**Excerpted data**:
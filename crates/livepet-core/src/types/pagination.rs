//! Pagination types for owner-facing list endpoints.

use serde::{Deserialize, Serialize};

/// Default page size.
const DEFAULT_PAGE_SIZE: u64 = 20;
/// Maximum page size.
const MAX_PAGE_SIZE: u64 = 100;

/// Request parameters for paginated queries.
#[derive(Debug, Clone, Serialize, Deserialize)]
pub struct PageRequest {
    /// Page number (1-based).
    #[serde(default = "default_page")]
    pub page: u64,
    /// Number of items per page.
    #[serde(default = "default_page_size")]
    pub page_size: u64,
}

impl PageRequest {
    /// Create a new page request, clamping out-of-range values.
    pub fn new(page: u64, page_size: u64) -> Self {
        Self {
            page: page.max(1),
            page_size: page_size.clamp(1, MAX_PAGE_SIZE),
        }
    }

    /// Re-applies clamping to a request that came straight from a query string.
    pub fn normalized(self) -> Self {
        Self::new(self.page, self.page_size)
    }

    /// SQL `OFFSET` value.
    pub fn offset(&self) -> u64 {
        self.page.saturating_sub(1) * self.page_size
    }

    /// SQL `LIMIT` value.
    pub fn limit(&self) -> u64 {
        self.page_size
    }
}

impl Default for PageRequest {
    fn default() -> Self {
        Self {
            page: 1,
            page_size: DEFAULT_PAGE_SIZE,
        }
    }
}

/// Paginated response wrapper.
#[derive(Debug, Clone, Serialize, Deserialize)]
pub struct PageResponse<T> {
    /// The items on this page.
    pub items: Vec<T>,
    /// Current page number (1-based).
    pub page: u64,
    /// Number of items per page.
    pub page_size: u64,
    /// Total number of items across all pages.
    pub total_items: u64,
    /// Total number of pages.
    pub total_pages: u64,
    /// Whether there is a next page.
    pub has_next: bool,
}

impl<T> PageResponse<T> {
    /// Create a new paginated response.
    pub fn new(items: Vec<T>, page: &PageRequest, total_items: u64) -> Self {
        let total_pages = if total_items == 0 {
            1
        } else {
            total_items.div_ceil(page.page_size)
        };
        Self {
            items,
            page: page.page,
            page_size: page.page_size,
            total_items,
            total_pages,
            has_next: page.page < total_pages,
        }
    }

    /// Convert every item while keeping the page metadata.
    pub fn map<U>(self, f: impl FnMut(T) -> U) -> PageResponse<U> {
        PageResponse {
            items: self.items.into_iter().map(f).collect(),
            page: self.page,
            page_size: self.page_size,
            total_items: self.total_items,
            total_pages: self.total_pages,
            has_next: self.has_next,
        }
    }
}

fn default_page() -> u64 {
    1
}

fn default_page_size() -> u64 {
    DEFAULT_PAGE_SIZE
}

**What is expected**:
Return the material exactly as it stands above, but only from its first line to the line containing "clamping out-of-range values.", both ends included.

**Exercise solution**:
filename crates/livepet-core/src/types/pagination.rs
//! Pagination types for owner-facing list endpoints.

use serde::{Deserialize, Serialize};

/// Default page size.
const DEFAULT_PAGE_SIZE: u64 = 20;
/// Maximum page size.
const MAX_PAGE_SIZE: u64 = 100;

/// Request parameters for paginated queries.
#[derive(Debug, Clone, Serialize, Deserialize)]
pub struct PageRequest {
    /// Page number (1-based).
    #[serde(default = "default_page")]
    pub page: u64,
    /// Number of items per page.
    #[serde(default = "default_page_size")]
    pub page_size: u64,
}

impl PageRequest {
    /// Create a new page request, clamping out-of-range values.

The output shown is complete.